Single out the lines of the material that contain "thread" and copy them.
-- -- --
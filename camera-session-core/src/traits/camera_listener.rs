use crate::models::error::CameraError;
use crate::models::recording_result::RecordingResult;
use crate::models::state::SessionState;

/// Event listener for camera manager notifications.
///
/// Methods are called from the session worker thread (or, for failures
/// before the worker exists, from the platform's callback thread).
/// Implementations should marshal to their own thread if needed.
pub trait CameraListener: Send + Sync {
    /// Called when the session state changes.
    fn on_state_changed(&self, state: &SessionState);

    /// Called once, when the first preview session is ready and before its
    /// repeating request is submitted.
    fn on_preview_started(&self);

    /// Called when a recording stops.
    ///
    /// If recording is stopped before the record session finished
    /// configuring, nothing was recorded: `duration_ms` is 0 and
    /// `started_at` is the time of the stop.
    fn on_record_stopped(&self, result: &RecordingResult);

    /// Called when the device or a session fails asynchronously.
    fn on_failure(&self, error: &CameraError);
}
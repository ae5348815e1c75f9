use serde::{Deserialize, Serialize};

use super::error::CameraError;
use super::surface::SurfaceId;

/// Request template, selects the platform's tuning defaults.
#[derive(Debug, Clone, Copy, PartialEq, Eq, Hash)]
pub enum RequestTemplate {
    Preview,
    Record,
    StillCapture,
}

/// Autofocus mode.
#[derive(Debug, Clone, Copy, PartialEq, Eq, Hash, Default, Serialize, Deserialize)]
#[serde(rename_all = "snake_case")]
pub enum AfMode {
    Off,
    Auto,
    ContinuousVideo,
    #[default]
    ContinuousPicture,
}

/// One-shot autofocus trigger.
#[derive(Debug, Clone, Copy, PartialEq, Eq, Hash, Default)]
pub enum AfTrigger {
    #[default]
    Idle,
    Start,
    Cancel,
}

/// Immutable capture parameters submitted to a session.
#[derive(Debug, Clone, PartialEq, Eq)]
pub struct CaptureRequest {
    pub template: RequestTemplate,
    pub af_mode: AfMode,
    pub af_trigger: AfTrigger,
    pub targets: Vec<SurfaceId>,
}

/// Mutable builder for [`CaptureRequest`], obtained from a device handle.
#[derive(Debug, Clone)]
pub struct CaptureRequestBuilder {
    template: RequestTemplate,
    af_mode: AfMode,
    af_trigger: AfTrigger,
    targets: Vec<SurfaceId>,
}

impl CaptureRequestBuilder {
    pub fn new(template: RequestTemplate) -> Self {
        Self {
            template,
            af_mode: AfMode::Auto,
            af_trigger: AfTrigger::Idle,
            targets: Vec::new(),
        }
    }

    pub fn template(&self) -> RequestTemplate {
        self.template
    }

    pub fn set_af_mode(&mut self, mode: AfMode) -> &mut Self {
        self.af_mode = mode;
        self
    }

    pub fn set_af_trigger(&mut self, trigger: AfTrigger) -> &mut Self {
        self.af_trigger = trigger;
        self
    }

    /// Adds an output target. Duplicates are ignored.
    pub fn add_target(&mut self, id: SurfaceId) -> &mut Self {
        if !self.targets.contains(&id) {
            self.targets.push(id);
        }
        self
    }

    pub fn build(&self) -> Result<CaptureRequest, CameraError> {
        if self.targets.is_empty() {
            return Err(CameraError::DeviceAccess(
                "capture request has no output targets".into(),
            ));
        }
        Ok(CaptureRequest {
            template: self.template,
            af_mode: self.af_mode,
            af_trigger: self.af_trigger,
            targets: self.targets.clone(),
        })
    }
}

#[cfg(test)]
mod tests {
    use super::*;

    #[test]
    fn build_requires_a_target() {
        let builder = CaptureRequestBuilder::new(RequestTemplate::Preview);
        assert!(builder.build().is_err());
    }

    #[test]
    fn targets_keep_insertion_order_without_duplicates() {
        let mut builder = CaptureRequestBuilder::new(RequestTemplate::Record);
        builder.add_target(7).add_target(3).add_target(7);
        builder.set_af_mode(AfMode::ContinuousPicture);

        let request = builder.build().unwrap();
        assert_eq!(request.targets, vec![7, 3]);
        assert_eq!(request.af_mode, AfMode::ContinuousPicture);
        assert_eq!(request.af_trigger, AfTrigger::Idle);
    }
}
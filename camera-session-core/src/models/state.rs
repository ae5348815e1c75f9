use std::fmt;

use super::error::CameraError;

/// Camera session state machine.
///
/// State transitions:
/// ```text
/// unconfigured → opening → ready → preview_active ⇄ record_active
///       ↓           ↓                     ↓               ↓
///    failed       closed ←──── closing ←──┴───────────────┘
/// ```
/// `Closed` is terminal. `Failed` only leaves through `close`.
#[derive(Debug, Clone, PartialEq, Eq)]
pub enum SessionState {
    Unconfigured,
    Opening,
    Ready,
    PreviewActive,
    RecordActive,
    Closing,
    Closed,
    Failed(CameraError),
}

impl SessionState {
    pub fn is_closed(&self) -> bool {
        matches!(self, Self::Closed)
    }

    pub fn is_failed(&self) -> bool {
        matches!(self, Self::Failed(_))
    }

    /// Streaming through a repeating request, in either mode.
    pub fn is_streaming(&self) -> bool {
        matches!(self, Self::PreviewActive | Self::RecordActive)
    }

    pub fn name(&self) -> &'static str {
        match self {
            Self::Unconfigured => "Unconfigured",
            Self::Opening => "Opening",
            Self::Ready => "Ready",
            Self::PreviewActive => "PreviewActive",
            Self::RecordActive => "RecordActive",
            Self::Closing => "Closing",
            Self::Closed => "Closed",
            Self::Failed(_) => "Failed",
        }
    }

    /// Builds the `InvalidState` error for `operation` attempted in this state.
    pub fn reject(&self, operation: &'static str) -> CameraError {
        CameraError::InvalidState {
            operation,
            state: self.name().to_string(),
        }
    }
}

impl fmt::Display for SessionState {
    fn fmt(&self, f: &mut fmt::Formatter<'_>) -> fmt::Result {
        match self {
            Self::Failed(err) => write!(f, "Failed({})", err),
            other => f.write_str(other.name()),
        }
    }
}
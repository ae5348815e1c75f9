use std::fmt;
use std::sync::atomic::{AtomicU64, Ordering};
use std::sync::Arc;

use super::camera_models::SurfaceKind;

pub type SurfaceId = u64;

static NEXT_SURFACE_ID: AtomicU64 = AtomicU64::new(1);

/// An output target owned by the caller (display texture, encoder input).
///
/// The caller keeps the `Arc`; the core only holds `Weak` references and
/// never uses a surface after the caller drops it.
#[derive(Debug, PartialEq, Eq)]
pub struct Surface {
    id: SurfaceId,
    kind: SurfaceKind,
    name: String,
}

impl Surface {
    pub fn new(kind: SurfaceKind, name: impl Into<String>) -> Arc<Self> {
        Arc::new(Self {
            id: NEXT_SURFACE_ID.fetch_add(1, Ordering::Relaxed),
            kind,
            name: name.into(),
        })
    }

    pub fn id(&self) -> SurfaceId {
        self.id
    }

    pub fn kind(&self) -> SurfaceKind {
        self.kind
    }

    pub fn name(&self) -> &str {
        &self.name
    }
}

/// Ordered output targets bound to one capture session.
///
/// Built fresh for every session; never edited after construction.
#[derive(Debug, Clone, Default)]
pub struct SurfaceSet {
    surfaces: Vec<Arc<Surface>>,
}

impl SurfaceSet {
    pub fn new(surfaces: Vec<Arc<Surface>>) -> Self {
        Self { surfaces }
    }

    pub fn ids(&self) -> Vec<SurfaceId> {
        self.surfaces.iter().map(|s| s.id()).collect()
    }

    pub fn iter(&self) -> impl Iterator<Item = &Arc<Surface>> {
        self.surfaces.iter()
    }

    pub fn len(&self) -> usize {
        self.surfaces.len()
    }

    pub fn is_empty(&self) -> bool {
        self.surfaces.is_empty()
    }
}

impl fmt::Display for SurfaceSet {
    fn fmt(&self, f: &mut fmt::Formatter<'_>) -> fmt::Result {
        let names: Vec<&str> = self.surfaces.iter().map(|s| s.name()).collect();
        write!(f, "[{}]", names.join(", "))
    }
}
-- -- --
__Answer for this exercise__
/// Methods are called from the session worker thread (or, for failures
/// before the worker exists, from the platform's callback thread).
/// Implementations should marshal to their own thread if needed.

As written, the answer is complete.